**What to do:** Return the records exactly, from the first line through the "service accounts and" line.

**Items from a data source:**
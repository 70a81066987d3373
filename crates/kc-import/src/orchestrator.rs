//! Realm import orchestration.
//!
//! For every realm the importer runs two units of work. The first holds
//! the whole structural cycle: teardown of the existing realm, removal of
//! users the representation re-creates, rebuild, identity remapping and
//! the orphan sweep. Any failure in it rolls everything back and the realm
//! stays as it was. The second configures service accounts and
//! authorization settings. User shards, when enabled, follow in one unit
//! of work per shard.

use std::sync::Arc;

use kc_model::Realm;
use kc_storage::{Store, StoreTransaction};
use serde::Serialize;
use tracing::{error, info, warn};
use uuid::Uuid;

use crate::config::{ImportConfig, Strategy};
use crate::error::{ImportError, ImportResult, ImportStep, StepContext};
use crate::events::{RealmEventBus, RealmEventListener, TracingEventListener};
use crate::rebuild::{AuthorizationContext, AuthorizationReport, RealmRebuilder, StoreRealmRebuilder};
use crate::remap::{self, GroupSnapshot, RemapReport, RoleSnapshot, SweepReport};
use crate::representation::RealmRepresentation;
use crate::source::DirectorySource;
use crate::state::{ImportState, RealmProgress};
use crate::teardown::{RealmTeardown, TeardownReport};
use crate::users::{UserImportEngine, UserImportReport};

/// What happened to one imported realm.
#[derive(Debug, Clone, Default, PartialEq, Eq, Serialize)]
pub struct ImportReport {
    /// Realm name.
    pub realm: String,
    /// Realm id after import.
    pub realm_id: Uuid,
    /// Whether the realm existed before.
    pub existed: bool,
    /// What teardown deleted.
    pub teardown: TeardownReport,
    /// Users deleted because the representation re-creates them.
    pub default_users_purged: usize,
    /// Role mapping remap.
    pub roles: RemapReport,
    /// Group membership remap.
    pub groups: RemapReport,
    /// Orphan sweep.
    pub swept: SweepReport,
    /// Authorization setup.
    pub authorization: AuthorizationReport,
    /// User shard import, if enabled.
    pub users: Option<UserImportReport>,
    /// States the import went through.
    pub states: Vec<ImportState>,
}

/// Outcome of a single realm import.
#[derive(Debug, Clone, PartialEq, Eq)]
pub enum ImportOutcome {
    /// The realm was created or overwritten.
    Imported(Box<ImportReport>),
    /// The realm existed and the strategy left its structure alone. User
    /// shards are still imported when enabled.
    SkippedExisting {
        /// User shard import, if enabled.
        users: Option<UserImportReport>,
    },
}

impl ImportOutcome {
    /// Returns the report of an imported realm.
    #[must_use]
    pub fn report(&self) -> Option<&ImportReport> {
        match self {
            Self::Imported(report) => Some(report),
            Self::SkippedExisting { .. } => None,
        }
    }
}

/// Result of one realm within [`RealmImporter::import_all`].
#[derive(Debug)]
pub enum RealmResult {
    /// The realm was created or overwritten.
    Imported(Box<ImportReport>),
    /// The realm existed and was left alone.
    Skipped {
        /// User shard import, if enabled.
        users: Option<UserImportReport>,
    },
    /// The import failed; structural changes were rolled back unless the
    /// failure happened after the structure was committed.
    Failed(ImportError),
}

/// Results of [`RealmImporter::import_all`], in import order.
#[derive(Debug, Default)]
pub struct ImportSummary {
    /// `(realm, result)` pairs.
    pub results: Vec<(String, RealmResult)>,
}

impl ImportSummary {
    /// Names of imported realms.
    pub fn imported(&self) -> impl Iterator<Item = &str> {
        self.filter(|r| matches!(r, RealmResult::Imported(_)))
    }

    /// Names of skipped realms.
    pub fn skipped(&self) -> impl Iterator<Item = &str> {
        self.filter(|r| matches!(r, RealmResult::Skipped { .. }))
    }

    /// Failed realms with their errors.
    pub fn failed(&self) -> impl Iterator<Item = (&str, &ImportError)> {
        self.results.iter().filter_map(|(name, result)| match result {
            RealmResult::Failed(e) => Some((name.as_str(), e)),
            _ => None,
        })
    }

    /// Checks whether every realm was imported or skipped.
    #[must_use]
    pub fn is_success(&self) -> bool {
        self.failed().next().is_none()
    }

    fn filter(&self, pred: impl Fn(&RealmResult) -> bool) -> impl Iterator<Item = &str> {
        self.results
            .iter()
            .filter(move |(_, result)| pred(result))
            .map(|(name, _)| name.as_str())
    }
}

/// Imports realms from a directory into a store.
pub struct RealmImporter {
    config: ImportConfig,
    source: DirectorySource,
    store: Arc<dyn Store>,
    rebuilder: Arc<dyn RealmRebuilder>,
    events: RealmEventBus,
}

impl RealmImporter {
    /// Creates an importer with the default rebuilder and a tracing event
    /// listener.
    ///
    /// ## Errors
    ///
    /// Returns `ImportError::Config` if the import directory does not exist.
    pub fn new(config: ImportConfig, store: Arc<dyn Store>) -> ImportResult<Self> {
        let source = DirectorySource::new(&config.dir)?;
        let mut events = RealmEventBus::new();
        events.register(Arc::new(TracingEventListener));
        Ok(Self {
            config,
            source,
            store,
            rebuilder: Arc::new(StoreRealmRebuilder::new()),
            events,
        })
    }

    /// Replaces the rebuilder.
    #[must_use]
    pub fn with_rebuilder(mut self, rebuilder: Arc<dyn RealmRebuilder>) -> Self {
        self.rebuilder = rebuilder;
        self
    }

    /// Registers an additional event listener.
    #[must_use]
    pub fn with_listener(mut self, listener: Arc<dyn RealmEventListener>) -> Self {
        self.events.register(listener);
        self
    }

    /// The resolved configuration.
    #[must_use]
    pub const fn config(&self) -> &ImportConfig {
        &self.config
    }

    /// The import directory.
    #[must_use]
    pub const fn source(&self) -> &DirectorySource {
        &self.source
    }

    /// Checks whether the directory defines the administrative realm.
    #[must_use]
    pub fn contains_admin_realm(&self) -> bool {
        self.source.contains_admin_realm(&self.config.admin_realm)
    }

    /// Realms the next [`import_all`](Self::import_all) will import.
    #[must_use]
    pub fn realms_to_import(&self) -> Vec<String> {
        match &self.config.realm_name {
            Some(name) => vec![name.clone()],
            None => self.source.realm_names(&self.config.admin_realm),
        }
    }

    /// Imports every realm, continuing past failures.
    pub async fn import_all(&self) -> ImportSummary {
        let mut summary = ImportSummary::default();
        for name in self.realms_to_import() {
            let result = match self.import_realm(&name).await {
                Ok(ImportOutcome::Imported(report)) => RealmResult::Imported(report),
                Ok(ImportOutcome::SkippedExisting { users }) => RealmResult::Skipped { users },
                Err(e) => {
                    error!(realm = %name, error = %e, "Realm import failed");
                    RealmResult::Failed(e)
                }
            };
            summary.results.push((name, result));
        }
        summary
    }

    /// Reads `<realm>-realm.json` and imports it, followed by its user
    /// shards when enabled.
    ///
    /// ## Errors
    ///
    /// Returns the failing step wrapped in `ImportError::Step`.
    pub async fn import_realm(&self, name: &str) -> ImportResult<ImportOutcome> {
        let rep = self.source.read_realm(name).in_step(name, ImportStep::Read)?;
        self.import_representation(&rep).await
    }

    /// Imports a realm representation.
    ///
    /// ## Errors
    ///
    /// Returns the failing step wrapped in `ImportError::Step`.
    pub async fn import_representation(
        &self,
        rep: &RealmRepresentation,
    ) -> ImportResult<ImportOutcome> {
        let name = rep.realm.as_str();
        let mut progress = RealmProgress::new();
        let mut report = ImportReport {
            realm: name.to_string(),
            ..ImportReport::default()
        };

        info!(realm = name, strategy = %self.config.strategy, "Starting to import realm");
        let mut tx = self.store.begin().await.in_step(name, ImportStep::Teardown)?;
        let structure = self
            .import_structure(tx.as_mut(), rep, &mut progress, &mut report)
            .await;
        let realm = match structure {
            Ok(Some(realm)) => {
                tx.commit().await.in_step(name, ImportStep::Rebuild)?;
                realm
            }
            Ok(None) => {
                rollback(tx, name).await;
                progress.advance(ImportState::SkippedExisting)?;
                info!(realm = name, "Realm already exists. Import skipped");
                let users = self.import_users(name, &mut progress).await?;
                return Ok(ImportOutcome::SkippedExisting { users });
            }
            Err(e) => {
                rollback(tx, name).await;
                return Err(e);
            }
        };
        report.realm_id = realm.id;

        let mut tx = self
            .store
            .begin()
            .await
            .in_step(name, ImportStep::Authorization)?;
        let authorization = self
            .rebuilder
            .setup_authorization(tx.as_mut(), &realm, rep, AuthorizationContext::for_import())
            .await;
        match authorization {
            Ok(auth) => {
                tx.commit().await.in_step(name, ImportStep::Authorization)?;
                report.authorization = auth;
            }
            Err(e) => {
                rollback(tx, name).await;
                return Err(e.in_step(name, ImportStep::Authorization));
            }
        }
        progress.advance(ImportState::AuthorizationConfigured)?;
        info!(realm = name, "Realm imported successfully");

        report.users = self.import_users(name, &mut progress).await?;
        progress.advance(ImportState::Done)?;
        report.states = progress.into_history();
        Ok(ImportOutcome::Imported(Box::new(report)))
    }

    /// Imports the realm's user shards when enabled.
    async fn import_users(
        &self,
        name: &str,
        progress: &mut RealmProgress,
    ) -> ImportResult<Option<UserImportReport>> {
        if !self.config.with_users {
            return Ok(None);
        }
        let users = UserImportEngine::new(&self.source, self.store.as_ref())
            .import_realm_users(name)
            .await
            .in_step(name, ImportStep::Users)?;
        progress.advance(ImportState::UsersImported)?;
        Ok(Some(users))
    }

    /// Runs the structural cycle. Returns `None` when the realm exists and
    /// the strategy says to leave it alone.
    async fn import_structure(
        &self,
        tx: &mut dyn StoreTransaction,
        rep: &RealmRepresentation,
        progress: &mut RealmProgress,
        report: &mut ImportReport,
    ) -> ImportResult<Option<Realm>> {
        let name = rep.realm.as_str();
        let existing = tx
            .find_realm_by_name(name)
            .await
            .in_step(name, ImportStep::Teardown)?;

        let Some(existing) = existing else {
            info!(realm = name, "Realm is absent. Creating new realm");
            let realm = self
                .rebuilder
                .rebuild(tx, rep, None)
                .await
                .in_step(name, ImportStep::Rebuild)?;
            progress.advance(ImportState::Rebuilt)?;
            return Ok(Some(realm));
        };

        if self.config.strategy == Strategy::IgnoreExisting {
            return Ok(None);
        }
        report.existed = true;

        let roles_before = RoleSnapshot::capture(tx, existing.id)
            .await
            .in_step(name, ImportStep::Remap)?;
        let groups_before = GroupSnapshot::capture(tx, existing.id)
            .await
            .in_step(name, ImportStep::Remap)?;

        info!(realm = name, "Removing realm");
        report.teardown = RealmTeardown::new(&self.events)
            .remove_realm(tx, existing.id)
            .await
            .in_step(name, ImportStep::Teardown)?
            .unwrap_or_default();
        progress.advance(ImportState::TornDown)?;

        report.default_users_purged = purge_default_users(tx, existing.id, rep)
            .await
            .in_step(name, ImportStep::PurgeDefaultUsers)?;

        info!(realm = name, "Importing realm");
        let realm = self
            .rebuilder
            .rebuild(tx, rep, Some(existing.id))
            .await
            .in_step(name, ImportStep::Rebuild)?;
        progress.advance(ImportState::Rebuilt)?;

        let roles_after = RoleSnapshot::capture(tx, realm.id)
            .await
            .in_step(name, ImportStep::Remap)?;
        let groups_after = GroupSnapshot::capture(tx, realm.id)
            .await
            .in_step(name, ImportStep::Remap)?;
        report.roles = remap::remap_role_mappings(tx, &roles_before, &roles_after)
            .await
            .in_step(name, ImportStep::Remap)?;
        report.groups = remap::remap_group_memberships(tx, &groups_before, &groups_after)
            .await
            .in_step(name, ImportStep::Remap)?;
        progress.advance(ImportState::Remapped)?;

        report.swept = remap::sweep_orphans(tx)
            .await
            .in_step(name, ImportStep::Sweep)?;
        progress.advance(ImportState::Swept)?;

        info!(
            realm = name,
            roles_remapped = report.roles.objects,
            groups_remapped = report.groups.objects,
            rows = report.roles.rows + report.groups.rows,
            "Remapped user associations"
        );
        Ok(Some(realm))
    }
}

**Exercise result:**
repository 70a81066987d3373
filename crates/kc-import/src/orchestrator.rs
//! Realm import orchestration.
//!
//! For every realm the importer runs two units of work. The first holds
//! the whole structural cycle: teardown of the existing realm, removal of
//! users the representation re-creates, rebuild, identity remapping and
//! the orphan sweep. Any failure in it rolls everything back and the realm
//! stays as it was. The second configures service accounts and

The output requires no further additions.